Corporate Safe Room Solution: Bulletproof Bathrooms

Conference and huddle rooms are the most common spaces that we convert to safe rooms. But they aren’t necessarily the best safe room candidates in an office space, depending on the situation. Sometimes, the best corporate safe room option is the humble bathroom.  

Bulletproof Bathrooms or Bulletproof Conference Rooms?

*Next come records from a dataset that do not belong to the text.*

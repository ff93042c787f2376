//! HTTP handlers.

use axum::{
    extract::{Extension, Query},
    http::{header, StatusCode},
    response::{IntoResponse, Json, Response},
};
use metrics_exporter_prometheus::PrometheusHandle;
use serde::Deserialize;
use std::sync::Arc;
use std::time::Instant;
use tracing::{error, instrument};

use badge_common::{BadgeError, BadgeParams, BadgeRequest};

use crate::metrics::MetricsSnapshot;
use crate::state::AppState;

/// Query parameters of the progress-only endpoint.
#[derive(Debug, Clone, Default, Deserialize)]
pub struct ProgressParams {
    pub points: Option<String>,
    pub nights: Option<String>,
}

impl From<ProgressParams> for BadgeParams {
    fn from(p: ProgressParams) -> Self {
        BadgeParams {
            status_points: p.points,
            nights: p.nights,
            ..BadgeParams::default()
        }
    }
}

/// GET /status-badge - Render a badge from tier, reward and progress parameters
#[instrument(skip(state, params))]
pub async fn status_badge_handler(
    Extension(state): Extension<Arc<AppState>>,
    Query(params): Query<BadgeParams>,
) -> Response {
    render_badge(state, BadgeRequest::from_params(&params)).await
}

/// GET /generate-progress-image - Render a badge from `points` and `nights` only
#[instrument(skip(state, params))]
pub async fn progress_image_handler(
    Extension(state): Extension<Arc<AppState>>,
    Query(params): Query<ProgressParams>,
) -> Response {
    let params = BadgeParams::from(params);
    render_badge(state, BadgeRequest::from_params(&params)).await
}

/// Render on a blocking thread; asset fetches may block.
async fn render_badge(state: Arc<AppState>, request: BadgeRequest) -> Response {
    let start = Instant::now();
    let composer = state.composer.clone();
    let result = tokio::task::spawn_blocking(move || composer.render_png(&request))
        .await
        .map_err(|e| BadgeError::Internal(format!("render task failed: {}", e)))
        .and_then(|r| r);
    let elapsed_us = start.elapsed().as_micros() as u64;

    match result {
        Ok(rendered) => {
            state.metrics.record_render(elapsed_us, true).await;
            state
                .metrics
                .record_asset_fallbacks(rendered.layout.missing_assets.len());
            (
                [
                    (header::CONTENT_TYPE, "image/png"),
                    (header::CACHE_CONTROL, "no-store"),
                ],
                rendered.png,
            )
                .into_response()
        }
        Err(e) => {
            state.metrics.record_render(elapsed_us, false).await;
            error!(error = %e, "Badge render failed");
            error_response(&e)
        }
    }
}

fn error_response(e: &BadgeError) -> Response {
    let status =
        StatusCode::from_u16(e.http_status_code()).unwrap_or(StatusCode::INTERNAL_SERVER_ERROR);
    (status, e.to_string()).into_response()
}

/// GET /health - Liveness check
pub async fn health_handler() -> impl IntoResponse {
    (StatusCode::OK, "OK")
}

/// GET /metrics - Prometheus metrics endpoint
pub async fn metrics_handler(Extension(handle): Extension<PrometheusHandle>) -> Response {
    (
        [(header::CONTENT_TYPE, "text/plain; version=0.0.4")],
        handle.render(),
    )
        .into_response()
}

/// GET /api/metrics - Render counters and timings as JSON
pub async fn api_metrics_handler(
    Extension(state): Extension<Arc<AppState>>,
) -> Json<MetricsSnapshot> {
    Json(state.metrics.snapshot().await)
}

#[cfg(test)]
mod tests {
    use super::*;

    #[test]
    fn test_progress_params_map_to_status_points() {
        let params = BadgeParams::from(ProgressParams {
            points: Some("7000".to_string()),
            nights: Some("30".to_string()),
        });
        let request = BadgeRequest::from_params(&params);
        assert_eq!(request.status_points, 7000);
        assert_eq!(request.nights, 30);
        assert_eq!(request.tier_display(), "GOLD");
    }

    #[test]
    fn test_render_errors_are_server_errors() {
        let response = error_response(&BadgeError::Encode("boom".to_string()));
        assert_eq!(response.status(), StatusCode::INTERNAL_SERVER_ERROR);
    }
}
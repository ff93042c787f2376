//! Command-line and environment configuration.

use clap::Parser;
use std::path::PathBuf;
use std::time::Duration;

#[derive(Parser, Debug, Clone)]
#[command(name = "badge-api")]
#[command(about = "Loyalty status badge image server")]
pub struct Args {
    /// Listen address
    #[arg(short, long, env = "BADGE_LISTEN", default_value = "0.0.0.0:8080")]
    pub listen: String,

    /// Log level
    #[arg(long, env = "BADGE_LOG_LEVEL", default_value = "info")]
    pub log_level: String,

    /// Directory holding fonts, backgrounds, cards and icons
    #[arg(long, env = "BADGE_ASSETS_DIR", default_value = "assets")]
    pub assets_dir: PathBuf,

    /// Fetch assets over HTTP from this base URL instead of the assets directory
    #[arg(long, env = "BADGE_ASSET_BASE_URL")]
    pub asset_base_url: Option<String>,

    /// Badge configuration file (YAML). Built-in defaults when omitted.
    #[arg(long, env = "BADGE_CONFIG")]
    pub config: Option<PathBuf>,

    /// Timeout for a single HTTP asset fetch
    #[arg(long, env = "BADGE_ASSET_TIMEOUT_MS", default_value_t = 2000)]
    pub asset_timeout_ms: u64,

    /// Number of tokio worker threads (default: number of CPU cores)
    #[arg(long, env = "TOKIO_WORKER_THREADS")]
    pub worker_threads: Option<usize>,
}

impl Args {
    pub fn asset_timeout(&self) -> Duration {
        Duration::from_millis(self.asset_timeout_ms.max(1))
    }
}

#[cfg(test)]
mod tests {
    use super::*;

    #[test]
    fn test_defaults() {
        let args = Args::try_parse_from(["badge-api"]).unwrap();
        assert_eq!(args.listen, "0.0.0.0:8080");
        assert_eq!(args.assets_dir, PathBuf::from("assets"));
        assert!(args.asset_base_url.is_none());
        assert_eq!(args.asset_timeout(), Duration::from_millis(2000));
    }

    #[test]
    fn test_http_assets() {
        let args = Args::try_parse_from([
            "badge-api",
            "--asset-base-url",
            "https://cdn.example.com/badge",
            "--asset-timeout-ms",
            "0",
        ])
        .unwrap();
        assert_eq!(
            args.asset_base_url.as_deref(),
            Some("https://cdn.example.com/badge")
        );
        assert_eq!(args.asset_timeout(), Duration::from_millis(1));
    }
}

While conference rooms typically make for good bulletproof safe rooms, these factors may impact your decision to create a bulletproof bathroom instead:

  • Conference rooms usually include a large desk, which reduces the number of people who can shelter there
  • Meeting rooms may not be accessible to all building users, either because they’re kept locked or because they’re not fully ADA compliant
  • Visitors may not know where conference rooms are located
  • Huddle rooms may not be suitable for holding a lot of people for many hours due to lack of water or poor ventilation
  • Conference rooms may have large windows that should be replaced with bullet-resistant glass, increasing project costs

If you’re concerned about any of these factors, it’s time to consider a bulletproof bathroom. When our ballistic experts work with companies, we typically suggest creating one safe space per office floor or area where people can go during an emergency. A bathroom usually fits this description—but there are more advantages to creating a bathroom safe room.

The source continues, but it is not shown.